TASK GOAL: From the first line to the last, copy the data below word for word.

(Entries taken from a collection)
<<<<
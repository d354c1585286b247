mod sphere;
mod triangle;

use geometry::bbox::BBox;
use geometry::ray::Ray;
use geometry::Interaction;
use math::hcm::Vec3;

pub use sphere::Sphere;
pub use triangle::{Triangle, TriangleMesh};

/// The cheap result of a ray-shape intersection test: the ray parameter of the hit and the
/// shape-specific parametric coordinates (barycentrics for triangles, spherical angles for
/// spheres). Enough to decide the nearest candidate; the full [`Interaction`] is computed from it
/// later, once.
#[derive(Debug, Clone, Copy, PartialEq)]
pub struct SurfacePoint {
    pub t: f32,
    pub uv: (f32, f32),
}

/// Represents the characteristics of a shape: has a bounding box, and can interact with a ray.
///
/// Intersection is a two-phase protocol:
/// - `intersect()` is called for every candidate during acceleration structure traversal and only
///   computes a [`SurfacePoint`];
/// - `interaction()` turns the surface point of the final nearest hit into a full shading
///   [`Interaction`] (position, normal, texture coordinates, shading frame).
///
/// Implementations in this crate: [`Sphere`] and [`Triangle`].
pub trait Shape: Send + Sync + std::fmt::Debug {
    fn summary(&self) -> String;
    fn bbox(&self) -> BBox;

    /// Finds the nearest intersection within the extent of `r`.
    fn intersect(&self, r: &Ray) -> Option<SurfacePoint>;

    /// Computes the full interaction for a hit previously returned by `intersect(r)`.
    fn interaction(&self, r: &Ray, hit: &SurfacePoint) -> Interaction;

    fn occludes(&self, r: &Ray) -> bool {
        self.intersect(r).is_some()
    }

    /// World-space surface area.
    fn area(&self) -> f32;

    /// Samples a point uniformly by area on the surface. Returns the point and its density with
    /// respect to surface area.
    fn sample(&self, rnd2: (f32, f32)) -> (Interaction, f32);

    /// Density, with respect to solid angle at `reference`, that sampling the shape by area
    /// produces the direction `wi`. Returns 0 if `wi` misses the shape or the density is
    /// infinite.
    fn pdf_solid_angle(&self, reference: &Interaction, wi: Vec3) -> f32 {
        let ray = reference.spawn_ray(wi);
        let hit = match self.intersect(&ray) {
            Some(hit) => hit,
            None => return 0.0,
        };
        let light_point = self.interaction(&ray, &hit);
        area_to_solid_angle(
            self.area().recip(),
            reference.pos.squared_distance_to(light_point.pos),
            light_point.normal.dot(-wi.hat()),
        )
    }
}

/// Converts an area density to a solid-angle density: `pdf_area * distance^2 / |cos(theta)|`.
/// Returns 0 instead of infinity.
pub fn area_to_solid_angle(pdf_area: f32, distance_squared: f32, cos_theta: f32) -> f32 {
    let pdf = pdf_area * distance_squared / cos_theta.abs();
    if pdf.is_finite() {
        pdf
    } else {
        0.0
    }
}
>>>>
RESULT FOR THIS TASK:
repository d354c1585286b247
mod sphere;
mod triangle;

use geometry::bbox::BBox;
use geometry::ray::Ray;
use geometry::Interaction;
use math::hcm::Vec3;

pub use sphere::Sphere;
pub use triangle::{Triangle, TriangleMesh};

/// The cheap result of a ray-shape intersection test: the ray parameter of the hit and the
/// shape-specific parametric coordinates (barycentrics for triangles, spherical angles for
/// spheres). Enough to decide the nearest candidate; the full [`Interaction`] is computed from it
/// later, once.
#[derive(Debug, Clone, Copy, PartialEq)]
pub struct SurfacePoint {
    pub t: f32,
    pub uv: (f32, f32),
}

/// Represents the characteristics of a shape: has a bounding box, and can interact with a ray.
///
/// Intersection is a two-phase protocol:
/// - `intersect()` is called for every candidate during acceleration structure traversal and only
///   computes a [`SurfacePoint`];
/// - `interaction()` turns the surface point of the final nearest hit into a full shading
///   [`Interaction`] (position, normal, texture coordinates, shading frame).
///
/// Implementations in this crate: [`Sphere`] and [`Triangle`].
pub trait Shape: Send + Sync + std::fmt::Debug {
    fn summary(&self) -> String;
    fn bbox(&self) -> BBox;

    /// Finds the nearest intersection within the extent of `r`.
    fn intersect(&self, r: &Ray) -> Option<SurfacePoint>;

    /// Computes the full interaction for a hit previously returned by `intersect(r)`.
    fn interaction(&self, r: &Ray, hit: &SurfacePoint) -> Interaction;

    fn occludes(&self, r: &Ray) -> bool {
        self.intersect(r).is_some()
    }

    /// World-space surface area.
    fn area(&self) -> f32;

    /// Samples a point uniformly by area on the surface. Returns the point and its density with
    /// respect to surface area.
    fn sample(&self, rnd2: (f32, f32)) -> (Interaction, f32);

    /// Density, with respect to solid angle at `reference`, that sampling the shape by area
    /// produces the direction `wi`. Returns 0 if `wi` misses the shape or the density is
    /// infinite.
    fn pdf_solid_angle(&self, reference: &Interaction, wi: Vec3) -> f32 {
        let ray = reference.spawn_ray(wi);
        let hit = match self.intersect(&ray) {
            Some(hit) => hit,
            None => return 0.0,
        };
        let light_point = self.interaction(&ray, &hit);
        area_to_solid_angle(
            self.area().recip(),
            reference.pos.squared_distance_to(light_point.pos),
            light_point.normal.dot(-wi.hat()),
        )
    }
}

/// Converts an area density to a solid-angle density: `pdf_area * distance^2 / |cos(theta)|`.
/// Returns 0 instead of infinity.
pub fn area_to_solid_angle(pdf_area: f32, distance_squared: f32, cos_theta: f32) -> f32 {
    let pdf = pdf_area * distance_squared / cos_theta.abs();
    if pdf.is_finite() {
        pdf
    } else {
        0.0
    }
}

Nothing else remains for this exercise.